4. Is 165 cm normal for a 15 year old?

The predicted height for a female, based on your parents heights, is 155 to 165cm. Most 15 year old girls are nearly done growing. I was too. It's a very normal height for a girl.

5. Is 160 cm too tall for a 12 year old?

How Tall Should a 12 Year Old Be? We can only speak to national average heights here in North America, whereby, a 12 year old girl would be between 137 cm to 162 cm tall (4-1/2 to 5-1/3 feet).
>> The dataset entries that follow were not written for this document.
// ─── Feed override ──────────────────────────────────────────────────

/// Feed-override inputs for one cycle.
#[derive(Debug, Clone, Copy)]
pub(crate) struct FeedState {
    /// Net feed scale supplied by the host.
    pub scale: f64,
    pub pausing: bool,
    pub aborting: bool,
}

/// Effective feed override factor for a segment.
///
/// Traverse and position-synced moves run at programmed speed; pausing or
/// aborting forces the override to zero so motion plans down to a stop.
pub(crate) fn feed_override(tc: &Segment, feed: &FeedState) -> f64 {
    if tc.motion_class == MotionClass::Traverse || tc.synchronized == SyncMode::Position {
        1.0
    } else if feed.pausing || feed.aborting {
        0.0
    } else {
        feed.scale
    }
}

#[inline]
pub(crate) fn effective_req_vel(tc: &Segment, feed: &FeedState) -> f64 {
    tc.req_vel * feed_override(tc, feed)
}

#[inline]
pub(crate) fn effective_final_vel(tc: &Segment, feed: &FeedState) -> f64 {
    tc.final_vel * feed_override(tc, feed)
}

#[inline]
fn saturate(x: f64, max: f64) -> f64 {
    x.clamp(-max, max)
}

// ─── Trapezoidal integrator ─────────────────────────────────────────

/// Advance one segment by one cycle.
///
/// Solves for the unique velocity that, integrated over one more period,
/// keeps the segment on a feasible deceleration ramp to its final
/// velocity at the target. Returns the commanded velocity and whether the
/// segment is on that final ramp.
pub(crate) fn segment_run_cycle(tc: &mut Segment, feed: &FeedState, v_limit: f64) -> (f64, bool) {
    let mut req_vel = effective_req_vel(tc, feed);
    let mut final_vel = effective_final_vel(tc, feed);

    if req_vel > tc.max_vel {
        req_vel = tc.max_vel;
    }
    if final_vel > req_vel {
        final_vel = req_vel;
    }
    // Pausing plans down to zero regardless of the optimizer's answer.
    if feed.pausing {
        final_vel = 0.0;
    }

    // Freeze the blend reference once the final deceleration begins; the
    // parabolic overlap complements against this value.
    if !tc.blending && !tc.on_final_decel {
        tc.vel_at_blend_start = tc.current_vel;
    }

    let delta_pos = tc.target - tc.progress;
    let max_accel = tc.scaled_accel();

    let discr = final_vel * final_vel
        + max_accel * (2.0 * delta_pos - tc.current_vel * tc.cycle_time)
        + (max_accel * tc.cycle_time / 2.0).powi(2);

    // A negative discriminant means we have overshot (or are about to);
    // drop to zero velocity and let the clamp below resolve it.
    let max_new_vel = if discr < 0.0 {
        0.0
    } else {
        -0.5 * max_accel * tc.cycle_time + discr.sqrt()
    };
    let mut new_vel = max_new_vel;

    if new_vel > req_vel {
        new_vel = req_vel;
    }

    if new_vel < 0.0 {
        new_vel = 0.0;
        // Throw out any residual to force an exact stop, except at a
        // tangent handoff where the overshoot (and its velocity) carries
        // into the successor.
        if tc.term_cond != TermCond::Tangent || tc.progress < tc.target {
            tc.progress = tc.target;
            tc.current_vel = 0.0;
        }
    } else {
        // Clamp the tool-tip velocity unless the motion is purely rotary
        // (angular units) or slaved to spindle position.
        if !tc.is_pure_rotary() && tc.synchronized != SyncMode::Position && new_vel > v_limit {
            new_vel = v_limit;
        }

        let new_accel = saturate((new_vel - tc.current_vel) / tc.cycle_time, max_accel);
        new_vel = tc.current_vel + new_accel * tc.cycle_time;

        // Trapezoidal integration; progress may step past the target here
        // and is resolved by the caller.
        tc.progress += (new_vel + tc.current_vel) * 0.5 * tc.cycle_time;
        tc.current_vel = new_vel;
    }

    let on_final_decel = (max_new_vel - new_vel).abs() < 0.001;
    tc.on_final_decel = on_final_decel;
    (new_vel, on_final_decel)
}
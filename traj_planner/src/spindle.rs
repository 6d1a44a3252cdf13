//! Spindle interface and synchronization modes.
//!
//! The host refreshes the feedback half of [`SpindleInterface`] before each
//! cycle and applies the command half afterwards. Both synchronization
//! modes rewrite the active segment's requested velocity; the trapezoidal
//! integrator then does the rest, so tracking error can never demand more
//! acceleration than the segment allows.

use crate::segment::{Segment, SegmentGeometry, SegmentId};
use crate::state::TapState;

/// Spindle command/feedback record shared with the host.
#[derive(Debug, Clone, Copy, Default)]
pub struct SpindleInterface {
    /// Commanded speed [rev/s]. Rigid tapping flips its sign to reverse
    /// the spindle; the host must forward it to the drive each cycle.
    pub speed_cmd: f64,
    /// Measured speed [rev/s].
    pub speed_rps: f64,
    /// Accumulated position feedback [rev], magnitude only.
    pub revs_in: f64,
    /// Commanded direction (+1 forward, -1 reverse).
    pub direction: i8,
    /// Spindle has reached commanded speed.
    pub at_speed: bool,
    /// Index-latch handshake: the planner raises this to request an index
    /// reset; the encoder driver clears it when the index pulse passes.
    pub index_enable: bool,
}

impl SpindleInterface {
    /// Position feedback signed by the commanded direction [rev].
    #[inline]
    pub fn signed_position(&self) -> f64 {
        if self.direction < 0 { -self.revs_in } else { self.revs_in }
    }
}

/// Planner-internal spindle bookkeeping.
#[derive(Debug, Clone, Copy, Default)]
pub struct SpindleTracking {
    /// Revolutions already consumed by completed synchronized segments.
    pub offset: f64,
    /// Spindle position at the last cycle [rev].
    pub revs: f64,
    /// Segment waiting for the index pulse, if any.
    pub waiting_for_index: Option<SegmentId>,
    /// Segment waiting for the spindle to reach speed, if any.
    pub waiting_for_atspeed: Option<SegmentId>,
}

/// Velocity-mode sync: requested velocity follows spindle speed.
///
/// Progress already earned by the successor during a blend counts against
/// the distance the spindle has authorized.
pub(crate) fn sync_velocity_mode(tc: &mut Segment, next_progress: f64, spindle: &SpindleInterface) {
    let mut vel = spindle.speed_rps.abs() * tc.uu_per_rev;
    vel -= next_progress;
    tc.req_vel = vel.max(0.0);
}

/// Position-mode sync: requested velocity tracks spindle angular position.
///
/// While `sync_accel` counts up the axis is still catching the spindle
/// from rest: it accelerates flat out until its velocity meets the
/// spindle-implied target, then locks the offset so the position error is
/// driven to zero on the next cycle. Once locked, the requested velocity
/// is the spindle-implied feed plus a square-root correction toward zero
/// position error.
pub(crate) fn sync_position_mode(
    tc: &mut Segment,
    next_progress: f64,
    spindle: &SpindleInterface,
    track: &mut SpindleTracking,
) {
    let spindle_pos = spindle.signed_position();
    let oldrevs = track.revs;

    track.revs = match &tc.geometry {
        SegmentGeometry::RigidTap(rt)
            if matches!(rt.state, TapState::Retraction | TapState::FinalReversal) =>
        {
            // Backing out: count revolutions from the reversal point.
            rt.spindle_revs_at_reversal - spindle_pos
        }
        _ => spindle_pos,
    };

    let pos_error =
        (track.revs - track.offset) * tc.uu_per_rev - tc.progress - next_progress;

    if tc.sync_accel > 0 {
        let spindle_vel = track.revs / (tc.cycle_time * tc.sync_accel as f64);
        let target_vel = spindle_vel * tc.uu_per_rev;
        if tc.current_vel >= target_vel {
            // Velocities match: move the offset so the position error is
            // zero from here on, and drop out of the catch-up phase.
            track.offset = track.revs - tc.progress / tc.uu_per_rev;
            tc.sync_accel = 0;
            tc.req_vel = target_vel;
        } else {
            // Still behind: accelerate as fast as the segment allows.
            tc.req_vel = tc.max_vel;
            tc.sync_accel += 1;
        }
    } else {
        let spindle_vel = (track.revs - oldrevs) / tc.cycle_time;
        let target_vel = spindle_vel * tc.uu_per_rev;
        let mut error_vel = (pos_error.abs() * tc.scaled_accel()).sqrt();
        if pos_error < 0.0 {
            error_vel = -error_vel;
        }
        tc.req_vel = target_vel + error_vel;
    }

    if tc.req_vel < 0.0 {
        tc.req_vel = 0.0;
    }
}
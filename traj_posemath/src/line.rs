//! Parameterized 3-D line segment.

use crate::cart::{CART_FUZZ, Cart};

/// Line segment parameterized by distance along its unit direction.
#[derive(Debug, Clone, Copy, PartialEq)]
pub struct Line {
    pub start: Cart,
    pub end: Cart,
    /// Unit direction from start to end; x-axis for a zero-length line.
    pub uvec: Cart,
    /// Total magnitude [user units].
    pub tmag: f64,
}

impl Line {
    pub fn new(start: Cart, end: Cart) -> Self {
        let disp = end - start;
        let tmag = disp.norm();
        let uvec = if tmag > CART_FUZZ { disp / tmag } else { Cart::x() };
        Self { start, end, uvec, tmag }
    }

    /// True if the segment has no usable length.
    #[inline]
    pub fn is_zero(&self) -> bool {
        self.tmag <= CART_FUZZ
    }

    /// Point at `len` along the line. A zero-length line stays at its start.
    #[inline]
    pub fn point(&self, len: f64) -> Cart {
        if self.is_zero() {
            self.start
        } else {
            self.start + self.uvec * len
        }
    }
}

#[cfg(test)]
mod tests {
    use super::*;

    #[test]
    fn point_interpolates() {
        let l = Line::new(Cart::new(1.0, 0.0, 0.0), Cart::new(1.0, 4.0, 0.0));
        assert!((l.tmag - 4.0).abs() < 1e-12);
        let p = l.point(1.0);
        assert!((p - Cart::new(1.0, 1.0, 0.0)).norm() < 1e-12);
        let p = l.point(l.tmag);
        assert!((p - l.end).norm() < 1e-12);
    }

    #[test]
    fn zero_line_stays_at_start() {
        let s = Cart::new(2.0, 3.0, 4.0);
        let l = Line::new(s, s);
        assert!(l.is_zero());
        assert_eq!(l.point(0.5), s);
    }
}
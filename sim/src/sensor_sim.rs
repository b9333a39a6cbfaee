//! Position sensor simulator.
//!
//! Generates scalar position measurements z = C·x_true + v, v ~ 𝒩(0, σ²),
//! from a seeded ChaCha8 stream so runs are reproducible.

use anyhow::{ensure, Result};
use rand::prelude::*;
use rand_chacha::ChaCha8Rng;
use rand_distr::Normal;

/// Noisy position-only sensor.
pub struct PositionSensor {
    noise_std: f64,
    noise: Normal<f64>,
    rng: ChaCha8Rng,
}

impl PositionSensor {
    pub fn new(noise_std: f64, seed: u64) -> Result<Self> {
        ensure!(
            noise_std.is_finite() && noise_std >= 0.0,
            "sensor noise std must be finite and non-negative, got {noise_std}"
        );
        Ok(Self {
            noise_std,
            noise: Normal::new(0.0, noise_std)?,
            rng: ChaCha8Rng::seed_from_u64(seed),
        })
    }

    pub fn noise_std(&self) -> f64 {
        self.noise_std
    }

    /// Observe the position component of `state`.
    pub fn measure(&mut self, state: &[f64; 2]) -> f64 {
        state[0] + self.noise.sample(&mut self.rng)
    }
}
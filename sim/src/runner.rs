//! Trial runner: owns the predict → update loop over a scenario.
//!
//! # Per-step cycle
//! 1. Advance the true target by `dt`
//! 2. Take one noisy position measurement
//! 3. `predict()` the filter to the same instant
//! 4. `update(z)` with the measurement
//! 5. Record the step and accumulate metrics
//!
//! Sweeps run independent trials in parallel, one estimator per trial.

use crate::scenarios::Scenario;
use crate::sensor_sim::PositionSensor;
use crate::target::Target;
use anyhow::{Context, Result};
use rayon::prelude::*;
use serde::{Deserialize, Serialize};
use tracker_core::{ConstAccelKf, EstimationMetrics, Estimator};

/// Everything observed and estimated at one step.
#[derive(Clone, Debug, PartialEq, Serialize, Deserialize)]
pub struct StepRecord {
    pub time: f64,
    /// True [position, velocity]
    pub truth: [f64; 2],
    pub measurement: f64,
    /// Mean returned by `predict` (before the measurement)
    pub prior: [f64; 2],
    /// Mean after `update`
    pub posterior: [f64; 2],
    /// Covariance after `update`
    pub covariance: [[f64; 2]; 2],
    pub gain: [f64; 2],
    pub innovation: f64,
}

/// Output of one trial.
#[derive(Clone, Debug)]
pub struct TrialRecord {
    pub scenario: Scenario,
    pub seed: u64,
    pub steps: Vec<StepRecord>,
    pub metrics: EstimationMetrics,
}

/// Per-seed result inside a sweep.
#[derive(Clone, Debug, Serialize, Deserialize)]
pub struct SeedResult {
    pub seed: u64,
    pub mse_position: f64,
    pub mse_measurement: f64,
    pub rmse_velocity: f64,
    pub improvement_ratio: f64,
}

/// Aggregate over a multi-seed sweep.
#[derive(Clone, Debug, Serialize, Deserialize)]
pub struct SweepSummary {
    pub scenario_name: String,
    pub trials: Vec<SeedResult>,
    pub mean_mse_position: f64,
    pub min_mse_position: f64,
    pub max_mse_position: f64,
    pub mean_mse_measurement: f64,
    pub mean_improvement_ratio: f64,
}

/// Run `scenario` once with the sensor seeded from `seed`.
pub fn run_trial(scenario: &Scenario, seed: u64) -> Result<TrialRecord> {
    let mut kf = ConstAccelKf::new(scenario.filter)
        .with_context(|| format!("invalid filter config for scenario '{}'", scenario.name))?;
    let mut target = Target::new(scenario.trajectory);
    let mut sensor = PositionSensor::new(scenario.sensor_noise_std, seed)?;
    let mut metrics = EstimationMetrics::with_burn_in(scenario.burn_in);
    let mut steps = Vec::with_capacity(scenario.steps);
    let dt = scenario.filter.dt;

    for k in 0..scenario.steps {
        target.step(dt);
        let z = sensor.measure(&target.state);
        let out = kf
            .step(z)
            .with_context(|| format!("filter step {k} failed (z = {z})"))?;

        let posterior = out.update.posterior;
        metrics.accumulate(&target.ground_truth(), z, &out.prior, &posterior.x);

        let (post_x, post_p) = posterior.to_arrays();
        steps.push(StepRecord {
            time: target.time,
            truth: target.state,
            measurement: z,
            prior: [out.prior[0], out.prior[1]],
            posterior: post_x,
            covariance: post_p,
            gain: [out.update.gain[0], out.update.gain[1]],
            innovation: out.update.innovation,
        });
    }

    tracing::info!(
        scenario = %scenario.name,
        seed,
        steps = scenario.steps,
        mse_position = metrics.mse_position(),
        mse_measurement = metrics.mse_measurement(),
        "trial finished"
    );

    Ok(TrialRecord {
        scenario: scenario.clone(),
        seed,
        steps,
        metrics,
    })
}

/// Run one trial per seed in parallel and summarise the filtered MSE.
pub fn run_sweep(scenario: &Scenario, seeds: &[u64]) -> Result<SweepSummary> {
    anyhow::ensure!(!seeds.is_empty(), "sweep needs at least one seed");

    let trials: Vec<SeedResult> = seeds
        .par_iter()
        .map(|&seed| -> Result<SeedResult> {
            let trial = run_trial(scenario, seed)?;
            let m = &trial.metrics;
            Ok(SeedResult {
                seed,
                mse_position: m.mse_position(),
                mse_measurement: m.mse_measurement(),
                rmse_velocity: m.rmse_velocity(),
                improvement_ratio: m.improvement_ratio(),
            })
        })
        .collect::<Result<_>>()?;

    let summary = SweepSummary {
        scenario_name: scenario.name.clone(),
        mean_mse_position: mean_of(&trials, |t| t.mse_position),
        min_mse_position: trials
            .iter()
            .map(|t| t.mse_position)
            .fold(f64::INFINITY, f64::min),
        max_mse_position: trials
            .iter()
            .map(|t| t.mse_position)
            .fold(f64::NEG_INFINITY, f64::max),
        mean_mse_measurement: mean_of(&trials, |t| t.mse_measurement),
        mean_improvement_ratio: mean_of(&trials, |t| t.improvement_ratio),
        trials,
    };
    tracing::info!(
        scenario = %summary.scenario_name,
        trials = seeds.len(),
        mean_mse_position = summary.mean_mse_position,
        "sweep finished"
    );
    Ok(summary)
}

fn mean_of(trials: &[SeedResult], f: impl Fn(&SeedResult) -> f64) -> f64 {
    trials.iter().map(f).sum::<f64>() / trials.len() as f64
}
A 12 year old boy should be between 137 cm to 160 cm tall (4-1/2 to 5-1/4 feet).

6. How tall is a average 15 year old?

Average Height to Weight for Teenage Boys - 13 to 20 Years
Male Teens: 13 - 20 Years)
14 Years112.0 lb. (50.8 kg)64.5" (163.8 cm)
15 Years123.5 lb. (56.02 kg)67.0" (170.1 cm)
16 Years134.0 lb. (60.78 kg)68.3" (173.4 cm)
17 Years142.0 lb. (64.41 kg)69.0" (175.2 cm)

7. How to get taller at 18?

Staying physically active is even more essential from childhood to grow and improve overall health. But taking it up even in adulthood can help you add a few inches to your height. Strength-building exercises, yoga, jumping rope, and biking all can help to increase your flexibility and grow a few inches taller.

8. Is 5.7 a good height for a 15 year old boy?

Generally speaking, the average height for 15 year olds girls is 62.9 inches (or 159.7 cm). On the other hand, teen boys at the age of 15 have a much higher average height, which is 67.0 inches (or 170.1 cm).

9. Can you grow between 16 and 18?

Most girls stop growing taller by age 14 or 15. However, after their early teenage growth spurt, boys continue gaining height at a gradual pace until around 18. Note that some kids will stop growing earlier and others may keep growing a year or two more.

10. Can you grow 1 cm after 17?

Even with a healthy diet, most people's height won't increase after age 18 to 20. The graph below shows the rate of growth from birth to age 20. As you can see, the growth lines fall to zero between ages 18 and 20 ( 7 , 8 ). The reason why your height stops increasing is your bones, specifically your growth plates.